On le verra l'an prochain au Sommet des chefs d'Etat et de gouvernement
qui se tiendra à Beyrouth.
La
francophonie est un espace économique considérable comprenant
deux pays du G7 (le Canada et la France) et cinq membres de l'OCDE
(Canada, France, Belgique, Luxembourg, Suisse) ; un espace qui
totalise 10,5% du PIB mondial et 15% du commerce mondial. C'est
donc le foyer d'une synergie économique pour aujourd'hui...
...
mais c'est aussi un lieu privilégié pour la pensée prospective,
dont la vocation est de baliser l'avenir.
Les
événements de cet automne nous montrent l'urgence de repenser
la mondialisation : en tenant désormais compte, non seulement
de l'économique, mais de tous les paramètres qui l'environnent.
Il
faut cesser d'envisager la mondialisation de façon dogmatique.

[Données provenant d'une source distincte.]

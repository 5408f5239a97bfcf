use crate::services::s3_storage::S3Settings;
use anyhow::{Context, Result, bail};
use clap::{Parser, ValueEnum};
use std::{env, path::PathBuf, str::FromStr, time::Duration};

/// Which `ObjectStorage` implementation holds the video binaries.
#[derive(Debug, Clone, Copy, PartialEq, Eq, ValueEnum)]
pub enum StorageBackend {
    S3,
    Local,
}

impl FromStr for StorageBackend {
    type Err = anyhow::Error;

    fn from_str(s: &str) -> Result<Self> {
        match s.to_ascii_lowercase().as_str() {
            "s3" => Ok(Self::S3),
            "local" => Ok(Self::Local),
            other => bail!("unknown storage backend `{}` (expected `s3` or `local`)", other),
        }
    }
}

/// Centralized application configuration.
/// Combines environment variables, an optional `.env` file and CLI arguments.
#[derive(Debug, Clone)]
pub struct AppConfig {
    pub host: String,
    pub port: u16,
    pub database_url: String,
    pub storage_backend: StorageBackend,
    pub bucket: Option<String>,
    pub region: String,
    pub endpoint: Option<String>,
    pub local_storage_dir: PathBuf,
    pub local_base_url: Option<String>,
    pub max_upload_bytes: usize,
    pub connect_timeout: Duration,
    pub request_timeout: Duration,
    pub max_retries: usize,
}

/// Command-line + environment configuration.
#[derive(Parser, Debug, Default)]
#[command(author, version, about = "Video upload and metadata API")]
pub struct Args {
    /// Host to bind to (overrides VIDEOS_HOST)
    #[arg(long)]
    pub host: Option<String>,

    /// Port to bind to (overrides VIDEOS_PORT)
    #[arg(long)]
    pub port: Option<u16>,

    /// Metadata database URL (overrides DATABASE_URL)
    #[arg(long)]
    pub database_url: Option<String>,

    /// Where video binaries are stored (overrides STORAGE_BACKEND)
    #[arg(long, value_enum)]
    pub storage_backend: Option<StorageBackend>,

    /// S3 bucket name (overrides S3_BUCKET)
    #[arg(long)]
    pub bucket: Option<String>,

    /// AWS region (overrides AWS_REGION)
    #[arg(long)]
    pub region: Option<String>,

    /// Custom S3-compatible endpoint (overrides AWS_ENDPOINT_URL)
    #[arg(long)]
    pub endpoint: Option<String>,

    /// Directory for the local backend (overrides LOCAL_STORAGE_DIR)
    #[arg(long)]
    pub local_storage_dir: Option<PathBuf>,

    /// URL prefix for objects stored by the local backend (overrides LOCAL_BASE_URL)
    #[arg(long)]
    pub local_base_url: Option<String>,

    /// Largest accepted upload body in bytes (overrides MAX_UPLOAD_BYTES)
    #[arg(long)]
    pub max_upload_bytes: Option<usize>,

    /// S3 connect timeout in seconds (overrides S3_CONNECT_TIMEOUT_SECS)
    #[arg(long)]
    pub connect_timeout_secs: Option<u64>,

    /// S3 request timeout in seconds (overrides S3_REQUEST_TIMEOUT_SECS)
    #[arg(long)]
    pub request_timeout_secs: Option<u64>,

    /// Retries per S3 request (overrides S3_MAX_RETRIES)
    #[arg(long)]
    pub max_retries: Option<usize>,

    /// Run migrations and exit
    #[arg(long)]
    pub migrate: bool,
}

const REQUIRED_S3_VARS: [&str; 2] = ["AWS_ACCESS_KEY_ID", "AWS_SECRET_ACCESS_KEY"];

impl AppConfig {
    /// Parse environment variables + CLI args into AppConfig and migrate flag.
    pub fn from_env_and_args() -> Result<(Self, bool)> {
        dotenvy::dotenv().ok();
        let args = Args::parse();
        Self::from_sources(args, |key| env::var(key).ok())
    }

    /// Merge `args` over values looked up through `env`, then validate.
    pub fn from_sources(args: Args, env: impl Fn(&str) -> Option<String>) -> Result<(Self, bool)> {
        let storage_backend = match args.storage_backend {
            Some(backend) => backend,
            None => env_parse(&env, "STORAGE_BACKEND")?.unwrap_or(StorageBackend::S3),
        };
        let local_storage_dir = args
            .local_storage_dir
            .or_else(|| env("LOCAL_STORAGE_DIR").map(PathBuf::from))
            .unwrap_or_else(|| PathBuf::from("./data/objects"));

        let cfg = Self {
            host: args
                .host
                .or_else(|| env("VIDEOS_HOST"))
                .unwrap_or_else(|| "0.0.0.0".into()),
            port: pick(args.port, env_parse(&env, "VIDEOS_PORT")?, 8000),
            database_url: args
                .database_url
                .or_else(|| env("DATABASE_URL"))
                .unwrap_or_else(|| "sqlite://./data/meta/videos.db".into()),
            storage_backend,
            bucket: args.bucket.or_else(|| env("S3_BUCKET")),
            region: args
                .region
                .or_else(|| env("AWS_REGION"))
                .unwrap_or_else(|| "us-east-1".into()),
            endpoint: args.endpoint.or_else(|| env("AWS_ENDPOINT_URL")),
            local_storage_dir,
            local_base_url: args.local_base_url.or_else(|| env("LOCAL_BASE_URL")),
            max_upload_bytes: pick(
                args.max_upload_bytes,
                env_parse(&env, "MAX_UPLOAD_BYTES")?,
                2 * 1024 * 1024 * 1024,
            ),
            connect_timeout: Duration::from_secs(pick(
                args.connect_timeout_secs,
                env_parse(&env, "S3_CONNECT_TIMEOUT_SECS")?,
                300,
            )),
            request_timeout: Duration::from_secs(pick(
                args.request_timeout_secs,
                env_parse(&env, "S3_REQUEST_TIMEOUT_SECS")?,
                600,
            )),
            max_retries: pick(args.max_retries, env_parse(&env, "S3_MAX_RETRIES")?, 3),
        };

        if cfg.storage_backend == StorageBackend::S3 {
            let mut missing: Vec<&str> = REQUIRED_S3_VARS
                .into_iter()
                .filter(|key| env(*key).is_none_or(|v| v.is_empty()))
                .collect();
            if cfg.bucket.as_deref().is_none_or(str::is_empty) {
                missing.insert(0, "S3_BUCKET");
            }
            if !missing.is_empty() {
                bail!("missing required environment variables: {}", missing.join(", "));
            }
        }

        Ok((cfg, args.migrate))
    }

    pub fn addr(&self) -> String {
        format!("{}:{}", self.host, self.port)
    }

    /// S3 client settings; only meaningful when the backend is S3.
    pub fn s3_settings(&self) -> S3Settings {
        S3Settings {
            bucket: self.bucket.clone().unwrap_or_default(),
            region: self.region.clone(),
            endpoint: self.endpoint.clone(),
            connect_timeout: self.connect_timeout,
            request_timeout: self.request_timeout,
            max_retries: self.max_retries,
        }
    }
}

fn pick<T>(arg: Option<T>, env: Option<T>, default: T) -> T {
    arg.or(env).unwrap_or(default)
}

fn env_parse<T>(env: &impl Fn(&str) -> Option<String>, key: &str) -> Result<Option<T>>
where
    T: FromStr,
    T::Err: std::fmt::Display,
{
    match env(key) {
        Some(value) => value
            .parse::<T>()
            .map(Some)
            .map_err(|e| anyhow::anyhow!("{}", e))
            .with_context(|| format!("parsing {} value `{}`", key, value)),
        None => Ok(None),
    }
}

Il faut arrêter de se demander si elle est "bonne" ou
"mauvaise" : question trop manichéenne pour être raisonnable.
Mieux
vaut l'aborder de façon nuancée :
- d'abord sous l'éclairage de l'Histoire car la mondialisation
n'est pas née d'hier.
- ensuite à travers ses effets très variables selon les cultures,
selon les sociétés, selon les domaines de l'activité humaine.
La
mondialisation ne doit pas être appréhendée comme un bloc, ni
comme un engrenage : c'est un champ de forces.
Ces forces sont multiples
Elles sont diverses
Elles sont contradictoires.
La
mondialisation des problèmes de l'environnement, ou bien celle
du cinéma, ou bien celle des goûts vestimentaires ne doivent pas
être traitées en sous-produits de la mondialisation financière.
Le
globalisation au profit de quelques uns, la "marchandisation
du monde" n'est pas la même chose que la mondialisation -
nécessaire et légitime - des projets et des problèmes.
On
peut même estimer que le "mondial" est une résistance
au "global".
L'uniformisation
de la planète, cette grisaille qui menace les couleurs de la vie
et qui révolte la jeunesse des cinq continents, peut et doit être
combattue à l'échelle mondiale.
D'abord,
parce que la menace d'un monde uniformisé - menace bien réelle
- contrairement à ce qu'affirmait la théorie ultralibérale des
années 1990 - se révélerait nuisible à l'économique.
Croire
que tout se réduit à la globalisation financière ou que tout s'en
déduit, croire qu'il n'y aurait "qu'un seul et même mouvement
qui, de l'économique se diffuserait à tous les autres secteurs
de l'activité humaine" écrivait récemment un analyste français,
ce serait contraire aux réalités du monde ; et personne - surtout
les acteurs économiques - n'a intérêt à oublier ces réalités-là.
Par
ailleurs, il serait humainement morbide que la mondialisation
des technologies de la communication se fasse au détriment de
la diversité des peuples et des cultures.
Si
un essayiste américain a pu dénoncer dès 1996 le "Mac World",
le "Macmonde", c'est qu'il y a réellement un danger
: celui de voir tout ce qui n'est pas américain devenir insignifiant.
Loin
de nous l'anti-américanisme. mais loin de nous aussi la résignation
devant la perspective d'une telle inégalité qui priverait de sens
l'effort de nos pays. Durant les années 50, le monde a failli
devenir unipolaire. Il doit redevenir multipolaire.
Cette
nécessité commande, ainsi que le suggère le Forum Francophone
des Affaires, de faire naître des espaces intermédiaires fondés
sur des solidarités, des valeurs partagées et des intérêts communs.
L'heure
est à une mondialisation plus "éthique", capable de
faire contrepoids aux inégalités de la "globalisation".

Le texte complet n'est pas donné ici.